Mukund has implemented intelligent strategies that use the reinforcement learning method of Q-learning to predict the price of electricity and intelligently inject bids or offers into the market. These strategies take as input information about the market such as the last clearing prices, the amount of energy that has been traded, and the specific parameters of the device, and are able to learn over time how these different variables interact and influence the price of electricity. Using what it learns from its experience, the intelligent strategy can predict the price of electricity based on different combinations of these variables. The strategy then creates bids and offers in the market based on these predictions.

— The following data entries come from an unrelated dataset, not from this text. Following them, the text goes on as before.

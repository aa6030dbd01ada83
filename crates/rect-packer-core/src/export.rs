use crate::model::{Layout, PackResult};
use serde_json::{Value, json};

/// Serialize a `PackResult` as `{ canvas, frames, stats }`.
/// Frames are listed in input order and carry their input `index`.
pub fn to_json(result: &PackResult) -> Value {
    let frames: Vec<Value> = result
        .placements
        .iter()
        .enumerate()
        .map(|(i, r)| json!({"index": i, "x": r.x, "y": r.y, "w": r.w, "h": r.h}))
        .collect();
    json!({
        "canvas": {"w": result.canvas_width, "h": result.canvas_height},
        "frames": frames,
        "stats": result.stats(),
    })
}

/// Same shape as [`to_json`] with a `key` per frame instead of an index.
pub fn layout_to_json<K: ToString>(layout: &Layout<K>) -> Value {
    let frames: Vec<Value> = layout
        .frames
        .iter()
        .map(|fr| {
            json!({
                "key": fr.key.to_string(),
                "x": fr.frame.x,
                "y": fr.frame.y,
                "w": fr.frame.w,
                "h": fr.frame.h,
            })
        })
        .collect();
    json!({
        "canvas": {"w": layout.width, "h": layout.height},
        "frames": frames,
        "stats": layout.stats(),
    })
}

The implemented trading strategies are trained on many iterations of different simulation configurations, enabling enhanced adaptation to different grid and market conditions. They can also be trained to optimise for different outcomes. For example, one strategy may try to minimise a community’s energy bill, and purely consider cost in its decision making. Another may represent a community which prefers to buy green electricity, with less focus on reduction of cost. This agent would trade in a way that maximises a community’s self-sufficiency from the grid or that maximises the use of renewable sources, rather than at the cheapest price of electricity. There are trade-offs among these different approaches which must be considered as the varied energy consumption preferences of consumers are expressed in the market.

Measuring Performance of Local Electricity Markets

Mukund’s thesis studies a varied set of local electricity market configurations and levels of interaction with the grid. The results presented in this section are a representative subset of his broader findings, based on an analysis of a community with a mix of residential and commercial buildings, representing a diverse set of energy consumption profiles generated using the Renewables Ninja tool. Other classes of communities are considered in his thesis, and are intentionally designed to test different LEM aspects. Mukund deduces:

“Simulation results show that LEM performance is highly dependent on market design factors. The level of savings or revenue accrued by participants also changes significantly as market design factors evolve.”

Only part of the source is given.